_TASK_. Lines below containing the word "Copy" should be copied out.

**** DATA

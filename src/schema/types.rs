// src/schema/types.rs

use serde::Serialize;
use std::fmt;
use std::str::FromStr;

/// Which of the two published lists a document belongs to.
#[derive(Debug, Clone, Copy, PartialEq, Eq, PartialOrd, Ord, Hash, Serialize)]
pub enum List {
    A,
    B,
}

/// Included vs. excluded records. Decides the schema width.
#[derive(Debug, Clone, Copy, PartialEq, Eq, PartialOrd, Ord, Hash, Serialize)]
#[serde(rename_all = "snake_case")]
pub enum RecordKind {
    Included,
    Excluded,
}

impl RecordKind {
    pub const ALL: [RecordKind; 2] = [RecordKind::Included, RecordKind::Excluded];

    /// Number of columns every row of this kind is padded or truncated to.
    pub fn expected_width(self) -> usize {
        match self {
            RecordKind::Included => 7,
            RecordKind::Excluded => 8,
        }
    }

    /// The column that carries the (possibly multi-valued) date.
    pub fn date_column(self) -> CanonicalColumn {
        match self {
            RecordKind::Included => CanonicalColumn::DataInclusao,
            RecordKind::Excluded => CanonicalColumn::DataExclusao,
        }
    }

    /// File name of the reconciled Lista A + Lista B output.
    pub fn combined_file_name(self) -> &'static str {
        match self {
            RecordKind::Included => "medicamentos_referencia_incluidos.csv",
            RecordKind::Excluded => "medicamentos_referencia_excluidos.csv",
        }
    }

    /// The (Lista A, Lista B) pair that is reconciled into this kind's output.
    pub fn halves(self) -> (DocumentCategory, DocumentCategory) {
        (
            DocumentCategory::new(List::A, self),
            DocumentCategory::new(List::B, self),
        )
    }
}

impl fmt::Display for RecordKind {
    fn fmt(&self, f: &mut fmt::Formatter<'_>) -> fmt::Result {
        match self {
            RecordKind::Included => f.write_str("included"),
            RecordKind::Excluded => f.write_str("excluded"),
        }
    }
}

/// One of the four source documents.
#[derive(Debug, Clone, Copy, PartialEq, Eq, PartialOrd, Ord, Hash)]
pub struct DocumentCategory {
    pub list: List,
    pub kind: RecordKind,
}

impl DocumentCategory {
    pub const ALL: [DocumentCategory; 4] = [
        DocumentCategory::new(List::A, RecordKind::Included),
        DocumentCategory::new(List::A, RecordKind::Excluded),
        DocumentCategory::new(List::B, RecordKind::Included),
        DocumentCategory::new(List::B, RecordKind::Excluded),
    ];

    pub const fn new(list: List, kind: RecordKind) -> Self {
        Self { list, kind }
    }

    pub fn expected_width(self) -> usize {
        self.kind.expected_width()
    }

    pub fn is_excluded(self) -> bool {
        self.kind == RecordKind::Excluded
    }

    /// Stable identifier, also used as the per-category CSV file stem.
    pub fn slug(self) -> &'static str {
        match (self.list, self.kind) {
            (List::A, RecordKind::Included) => "lista_a",
            (List::A, RecordKind::Excluded) => "lista_a_excluidos",
            (List::B, RecordKind::Included) => "lista_b",
            (List::B, RecordKind::Excluded) => "lista_b_excluidos",
        }
    }
}

impl fmt::Display for DocumentCategory {
    fn fmt(&self, f: &mut fmt::Formatter<'_>) -> fmt::Result {
        f.write_str(self.slug())
    }
}

impl FromStr for DocumentCategory {
    type Err = anyhow::Error;

    fn from_str(s: &str) -> Result<Self, Self::Err> {
        let wanted = s.trim().to_lowercase();
        DocumentCategory::ALL
            .into_iter()
            .find(|c| c.slug() == wanted)
            .ok_or_else(|| {
                anyhow::anyhow!(
                    "unknown category {:?} (expected one of lista_a, lista_a_excluidos, lista_b, lista_b_excluidos)",
                    s
                )
            })
    }
}

impl Serialize for DocumentCategory {
    fn serialize<S: serde::Serializer>(&self, serializer: S) -> Result<S::Ok, S::Error> {
        serializer.serialize_str(self.slug())
    }
}

/// Target column vocabulary that raw header labels are mapped onto.
#[derive(Debug, Clone, Copy, PartialEq, Eq, Hash)]
pub enum CanonicalColumn {
    Farmaco,
    Detentor,
    Medicamento,
    Registro,
    Concentracao,
    FormaFarmaceutica,
    DataInclusao,
    DataExclusao,
    MotivoExclusao,
}

impl CanonicalColumn {
    pub fn as_str(self) -> &'static str {
        match self {
            CanonicalColumn::Farmaco => "FÁRMACO",
            CanonicalColumn::Detentor => "DETENTOR",
            CanonicalColumn::Medicamento => "MEDICAMENTO",
            CanonicalColumn::Registro => "REGISTRO",
            CanonicalColumn::Concentracao => "CONCENTRAÇÃO",
            CanonicalColumn::FormaFarmaceutica => "FORMA FARMACÊUTICA",
            CanonicalColumn::DataInclusao => "DATA INCLUSÃO",
            CanonicalColumn::DataExclusao => "DATA DE EXCLUSÃO",
            CanonicalColumn::MotivoExclusao => "MOTIVO DA EXCLUSÃO",
        }
    }
}

impl fmt::Display for CanonicalColumn {
    fn fmt(&self, f: &mut fmt::Formatter<'_>) -> fmt::Result {
        f.write_str(self.as_str())
    }
}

********

_ANSWER TO THE EXERCISE_.
#[derive(Debug, Clone, Copy, PartialEq, Eq, PartialOrd, Ord, Hash, Serialize)]
#[derive(Debug, Clone, Copy, PartialEq, Eq, PartialOrd, Ord, Hash, Serialize)]
#[derive(Debug, Clone, Copy, PartialEq, Eq, PartialOrd, Ord, Hash)]
#[derive(Debug, Clone, Copy, PartialEq, Eq, Hash)]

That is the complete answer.